I feel like I am fighting tooth and nail just to not lose ground; everyday it's like I am trying to avoid failing- usually unsuccessfully- instead of having another chance to succeed. It's a lousy mindset. I know that, but it's so bloody familiar. Familiar is so hard to resist. BLARGH! I'm almost certain that my journal is mostly filled with journal entries like this, practically whining that I am struggling to make the status quo. I know that nutrition is not the only area that this mentality applies to; it's been a lifelong theme.

I don't think I've ever really felt 'good enough' just as I am. I've always felt the compulsion to overachieve. When I was a child I seriously saw myself as inferior to my peers/ subhuman. I believed the only way I could 'redeem' myself, to justify being simply being among my peers, let alone being acceptable to or amidst my peers, was to out perform them. I strived to find some area where I was elite in order to do so. This was also what I felt was necessary to earn acceptance from my mom. I am the eldest of 6 kids and I longed to stand out favorably and be affirmed by her; however, she wasn't able to do this.

No matter how I tried it looked like I could never make it. I never made straight A's. I never had perfect attendance. I wanted to be perfect. I desperately wanted that to compensate for whatever issues/ characteristics I had that made me inferior so that I could be 'good enough'. Knowing that I couldn't be perfect only brought anguish. I couldn't accept that reality, or that 'my best' is going to be not as good as other kids/people even in areas that I had higher than average aptitude. What did it matter if I was 'above average', what did it matter if I could get As and Bs or Os and Ss, it wasn't enough.

I remember learning about cognitive behavioral therapy in psych class when I was in college, among other areas where it came up. I know that my thoughts can change my feelings and my feelings can change my actions and my actions can change my circumstances. Momentarily it's a battle. Anything contrary to these maladaptive, detrimental convictions I've held onto seems anemic in light of the overwhelming force of these ideas that assault my mind.
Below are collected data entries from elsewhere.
//! In-memory conversation store.
//!
//! Holds entries in a map guarded by an `RwLock`. Useful for tests and for
//! short-lived sessions that do not need persistence.

use super::ConversationStore;
use crate::models::{ConversationEntry, EntryId};
use crate::{Error, Result};
use std::collections::BTreeMap;
use std::sync::RwLock;

/// In-memory conversation store.
#[derive(Debug, Default)]
pub struct InMemoryStore {
    entries: RwLock<BTreeMap<EntryId, ConversationEntry>>,
}

fn poisoned(operation: &str) -> Error {
    Error::OperationFailed {
        operation: operation.to_string(),
        cause: "Lock poisoned".to_string(),
    }
}

impl InMemoryStore {
    /// Creates an empty store.
    #[must_use]
    pub fn new() -> Self {
        Self::default()
    }

    /// Creates a store pre-populated with `entries`.
    #[must_use]
    pub fn with_entries(entries: impl IntoIterator<Item = ConversationEntry>) -> Self {
        let map = entries.into_iter().map(|e| (e.id.clone(), e)).collect();
        Self {
            entries: RwLock::new(map),
        }
    }
}

impl ConversationStore for InMemoryStore {
    fn put(&self, entry: ConversationEntry) -> Result<()> {
        let mut entries = self.entries.write().map_err(|_| poisoned("put_entry"))?;
        tracing::debug!(entry_id = %entry.id, "Storing entry in memory");
        entries.insert(entry.id.clone(), entry);
        Ok(())
    }

    fn load(&self, id: &EntryId) -> Result<ConversationEntry> {
        let entries = self.entries.read().map_err(|_| poisoned("load_entry"))?;
        entries
            .get(id)
            .cloned()
            .ok_or_else(|| Error::NotFound(format!("entry {id}")))
    }

    fn load_all(&self) -> Result<Vec<ConversationEntry>> {
        let entries = self.entries.read().map_err(|_| poisoned("load_all_entries"))?;
        Ok(entries.values().cloned().collect())
    }

    fn delete(&self, id: &EntryId) -> Result<bool> {
        let mut entries = self.entries.write().map_err(|_| poisoned("delete_entry"))?;
        Ok(entries.remove(id).is_some())
    }

    fn count(&self) -> Result<usize> {
        let entries = self.entries.read().map_err(|_| poisoned("count_entries"))?;
        Ok(entries.len())
    }
}

#[cfg(test)]
mod tests {
    use super::*;
    use crate::models::{NewEntry, SearchCriteria};
    use crate::parser;

    fn new_entry(text: &str) -> NewEntry {
        NewEntry::new(text, parser::parse(text))
    }

    #[test]
    fn test_save_and_load() {
        let store = InMemoryStore::new();
        let id = store.save(new_entry("hello [context:demo]")).unwrap();

        let loaded = store.load(&id).unwrap();
        assert_eq!(loaded.id, id);
        assert_eq!(loaded.content, "hello [context:demo]");
        assert_eq!(store.count().unwrap(), 1);
    }

    #[test]
    fn test_load_missing_is_not_found() {
        let store = InMemoryStore::new();
        let err = store.load(&EntryId::new("missing")).unwrap_err();
        assert!(matches!(err, Error::NotFound(_)));
    }

    #[test]
    fn test_delete() {
        let store = InMemoryStore::new();
        let id = store.save(new_entry("bye")).unwrap();

        assert!(store.delete(&id).unwrap());
        assert!(!store.delete(&id).unwrap());
        assert_eq!(store.count().unwrap(), 0);
    }

    #[test]
    fn test_search_filters_by_context() {
        let store = InMemoryStore::new();
        store.save(new_entry("one [context:alpha]")).unwrap();
        store.save(new_entry("two [context:beta]")).unwrap();

        let hits = store
            .search(&SearchCriteria::new().with_context("beta"))
            .unwrap();
        assert_eq!(hits.len(), 1);
        assert_eq!(hits[0].content, "two [context:beta]");
        assert_eq!(store.search(&SearchCriteria::new()).unwrap().len(), 2);
    }
}
//! Integration tests for the checkpoint and retrieval flow.
//!
//! Drives the JSON tool envelope over a filesystem store in a temporary
//! directory, the same path the `waymark` binary takes.

// Integration tests use expect/unwrap for simplicity - panics are acceptable in tests
#![allow(clippy::expect_used, clippy::unwrap_used)]

use serde_json::{Value, json};
use std::sync::Arc;
use tempfile::TempDir;
use waymark::models::SearchStrategy;
use waymark::{
    ConversationStore, FilesystemStore, RetrievalEngine, RetrievalRequest, ToolRegistry,
};

struct Fixture {
    dir: TempDir,
    store: Arc<FilesystemStore>,
    tools: ToolRegistry,
}

impl Fixture {
    fn new() -> Self {
        let dir = TempDir::new().expect("temp dir");
        let store = Arc::new(FilesystemStore::open(dir.path()).expect("open store"));
        let tools = ToolRegistry::new(store.clone());
        Self { dir, store, tools }
    }

    fn save(&self, content: &str) -> String {
        let response = self
            .tools
            .execute("save_checkpoint", json!({ "content": content }));
        assert!(response.success, "save failed: {:?}", response.error);
        response.data.unwrap()["entry_id"]
            .as_str()
            .unwrap()
            .to_string()
    }

    fn load(&self, arguments: Value) -> Value {
        let response = self.tools.execute("load_context", arguments);
        assert!(response.success, "load failed: {:?}", response.error);
        response.data.unwrap()
    }
}

fn strategies(data: &Value) -> Vec<&str> {
    data["metrics"]["strategies_used"]
        .as_array()
        .unwrap()
        .iter()
        .map(|s| s.as_str().unwrap())
        .collect()
}

#[test]
fn test_content_match_stops_at_first_strategy() {
    let fixture = Fixture::new();
    let wanted = fixture.save("TypeScript gives us type safety across the frontend.");
    fixture.save("TypeScript build times keep growing.");
    fixture.save("Rust has memory safety without a garbage collector.");

    let data = fixture.load(json!({ "query": "typescript safety" }));

    let entries = data["entries"].as_array().unwrap();
    assert_eq!(entries.len(), 1);
    assert_eq!(entries[0]["entry_id"], wanted);
    assert_eq!(data["outcome"], "matched");
    assert_eq!(data["strategy"], "content");
    assert!(data.get("fallback").is_none());
    assert_eq!(strategies(&data), vec!["content"]);
    assert_eq!(data["metrics"]["candidates_evaluated"], 3);
}

#[test]
fn test_state_synonym_falls_through_the_cascade() {
    let fixture = Fixture::new();
    fixture.save("I am {state:analytical} about this problem");

    let data = fixture.load(json!({ "query": "analyzing" }));

    assert_eq!(strategies(&data), vec!["content", "facet", "anchor", "state"]);
    assert_eq!(data["strategy"], "state");
    assert_eq!(data["fallback"], "state");
    assert_eq!(data["entries"].as_array().unwrap().len(), 1);
}

#[test]
fn test_miss_explains_itself() {
    let fixture = Fixture::new();
    fixture.save("Reviewed the handlers {state:focused} [context:api_design]");
    fixture.save("Sketching screens [context:frontend]");

    let data = fixture.load(json!({ "query": "kubernetes" }));

    assert!(data["entries"].as_array().unwrap().is_empty());
    assert_eq!(data["outcome"], "no_match");
    assert_eq!(strategies(&data).len(), SearchStrategy::CASCADE.len());
    assert_eq!(
        data["available_filters"]["contexts"],
        json!(["api_design", "frontend"])
    );
    assert_eq!(data["available_filters"]["states"], json!(["focused"]));
    let suggestions = data["suggestions"].as_array().unwrap();
    assert!(!suggestions.is_empty() && suggestions.len() <= 2);
}

#[test]
fn test_context_filter_without_query() {
    let fixture = Fixture::new();
    let api = fixture.save("Paginate the list endpoint [context:api]");
    fixture.save("Tighten the colour palette [context:ui]");

    let data = fixture.load(json!({ "contexts": ["api"] }));

    let entries = data["entries"].as_array().unwrap();
    assert_eq!(entries.len(), 1);
    assert_eq!(entries[0]["entry_id"], api);
    assert_eq!(data["outcome"], "unqueried");
    assert!(strategies(&data).is_empty());
}

#[test]
fn test_budget_and_anchors_only() {
    let fixture = Fixture::new();
    fixture.save("We decided to use PostgreSQL for the database.");

    let data = fixture.load(json!({ "max_tokens": 3, "anchors_only": true }));

    let entry = &data["entries"][0];
    assert_eq!(data["total_tokens"], 3);
    assert_eq!(entry["tokens"], 3);
    assert_eq!(entry["truncated"], true);
    assert!(entry.get("content").is_none());
    assert_eq!(entry["anchors"][0]["type"], "decision");
}

#[test]
fn test_unresolved_questions_are_listed() {
    let fixture = Fixture::new();
    fixture.save("Should we shard the users table?");
    fixture.save("We decided to use PostgreSQL for the database.");
    fixture.save("We are stuck on the migration ordering.");

    let response = fixture
        .tools
        .execute("get_anchors", json!({ "unresolved": true }));
    assert!(response.success);
    let anchors = response.data.unwrap();
    let anchors = anchors.as_array().unwrap();
    assert_eq!(anchors.len(), 1);
    assert_eq!(anchors[0]["type"], "question");
    assert_eq!(anchors[0]["requires_answer"], true);

    let response = fixture
        .tools
        .execute("get_anchors", json!({ "type": "blocker", "limit": 5 }));
    let blockers = response.data.unwrap();
    assert_eq!(blockers.as_array().unwrap().len(), 1);
}

#[test]
fn test_entries_survive_reopening_the_store() {
    let fixture = Fixture::new();
    let id = fixture.save("Chose SQLite for the prototype [context:storage]");
    assert_eq!(fixture.store.count().unwrap(), 1);

    let reopened = Arc::new(FilesystemStore::open(fixture.dir.path()).unwrap());
    assert_eq!(reopened.count().unwrap(), 1);

    let engine = RetrievalEngine::new(reopened);
    let result = engine.search(&RetrievalRequest::new("sqlite")).unwrap();
    assert_eq!(result.entries.len(), 1);
    assert_eq!(result.entries[0].entry_id.as_str(), id);
    assert_eq!(result.search_strategy(), Some(SearchStrategy::Content));
}

#[test]
fn test_bad_arguments_become_error_envelopes() {
    let fixture = Fixture::new();

    let response = fixture
        .tools
        .execute("load_context", json!({ "query": "x", "colour": "blue" }));
    assert!(!response.success);
    assert_eq!(response.error.unwrap().code.as_str(), "INVALID_INPUT");

    let response = fixture
        .tools
        .execute("save_checkpoint", json!({ "content": "   " }));
    assert!(!response.success);

    let response = fixture.tools.execute("launch_rockets", json!({}));
    assert!(!response.success);
    assert!(response.error.unwrap().message.contains("launch_rockets"));

    let response = fixture
        .tools
        .execute("load_context", json!({ "anchor_types": ["epiphany"] }));
    assert!(!response.success);
}

#[test]
fn test_parse_markers_does_not_store() {
    let fixture = Fixture::new();
    let response = fixture.tools.execute(
        "parse_markers",
        json!({ "text": "I am {state:analytical} about this problem" }),
    );
    assert!(response.success);
    let doc = response.data.unwrap();
    assert_eq!(doc["states"].as_array().unwrap().len(), 1);
    assert_eq!(doc["statistics"]["total_markers"], 1);
    assert_eq!(fixture.store.count().unwrap(), 0);
}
I get tired and lazy often as it is an exercise in persistence and vigilance to change my thoughts and feelings. It takes so much energy, the notion that I am bound to fail just saps me of energy almost immediately.

The environment has changed, though no matter where I go I still have to deal with myself. I no longer struggle with school. Instead there's guilt that I lost financial aid eligibility in college because of my pride and disorganization. I wouldn't heed my counselors' advice to take one class at a time. Truth be told I didn't know how to prioritize so that I felt secure doing that. I'd see several classes that were required or that I wanted to take as electives and couldn't choose between and deluded myself into thinking I could handle it all when past experience showed otherwise. I wanted to be able to keep up with my peers. It didn't help that one of my friends was like I wanted to be. She would take 17 or 18 credits in a semester in addition to working at least part time. She was an icon to me, she was my vision of success, but I couldn't keep up with her. I can't blame her for my folly. I made those choices, not her. I have to remember to stop making excuses. I made a mistake and I reaped the consequences thereof.

There is also the shame of not having as much job experience as my peers, not being as qualified as my peers. Or also the awareness of how I struggle with consistency in basic tasks. It shouldn't be a big deal to get to appointments on time. It's mindnumbingly simple. Plan ahead. Anticipate delays along the way so don't wait until the cut off point to start moving. Do I do this, usually not. I hate that. I know it's disrespectful. I don't want to be the person people can always count on to be late and unprepared, and yet most of the time I am.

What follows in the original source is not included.